▶ **Material for this exercise**
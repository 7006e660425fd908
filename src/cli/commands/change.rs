//! `pwshelter change` — replace an account password.

use crate::cli::output;
use crate::cli::{prompt_master_password, prompt_new_password, Session};
use crate::errors::Result;
use crate::vault::validate_name;

/// Execute the `change` command.
pub fn execute(session: &mut Session, source: &str, account: &str) -> Result<()> {
    validate_name("source", source)?;
    validate_name("account", account)?;
    let path = session.vault_path()?;

    let password = prompt_new_password(&format!("New password for {account} at {source}"), 1)?;
    let master = prompt_master_password()?;

    session
        .store()
        .change_password(&path, source, account, &password, &master)?;

    output::success("Password was changed");
    Ok(())
}
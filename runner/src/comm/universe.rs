use super::{mesh, CommError, Communicator};
use parking_lot::Mutex;
use rayon::ThreadPoolBuilder;
use tracing::{debug, instrument};

/// A fixed pool of ranks, each running on a dedicated thread.
pub struct Universe;

impl Universe {
    /// Run `f` once per rank with that rank's world communicator and collect the
    /// return values in rank order. Blocks until every rank returned.
    #[instrument(skip(f), level = "debug")]
    pub fn launch<F, R>(size: usize, f: F) -> Result<Vec<R>, CommError>
    where
        F: Fn(Communicator) -> R + Sync,
        R: Send,
    {
        if size == 0 {
            return Err(CommError::EmptyUniverse);
        }

        // every rank blocks on its peers, so each needs its own thread
        let pool = ThreadPoolBuilder::new()
            .num_threads(size)
            .thread_name(|index| format!("rank-{index}"))
            .build()?;
        let slots = Mutex::new(mesh(size).into_iter().map(Some).collect::<Vec<_>>());

        debug!("Starting universe with {size} ranks");

        pool.broadcast(|context| {
            let world = slots.lock()[context.index()].take();
            world.map(&f)
        })
        .into_iter()
        .enumerate()
        .map(|(rank, result)| result.ok_or(CommError::Disconnected { peer: rank }))
        .collect()
    }
}

#[cfg(test)]
mod tests {
    use super::*;

    #[test]
    fn ranks_are_returned_in_order() {
        let ranks = Universe::launch(5, |world| (world.rank(), world.size())).unwrap();

        assert_eq!(ranks, (0..5).map(|rank| (rank, 5)).collect::<Vec<_>>());
    }

    #[test]
    fn empty_universe_is_rejected() {
        assert!(matches!(
            Universe::launch(0, |world| world.rank()),
            Err(CommError::EmptyUniverse)
        ));
    }
}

▶ **To do**
Determine how many lines in the records above have the string "index". Only the number should be returned.

▶ **Finished task**
2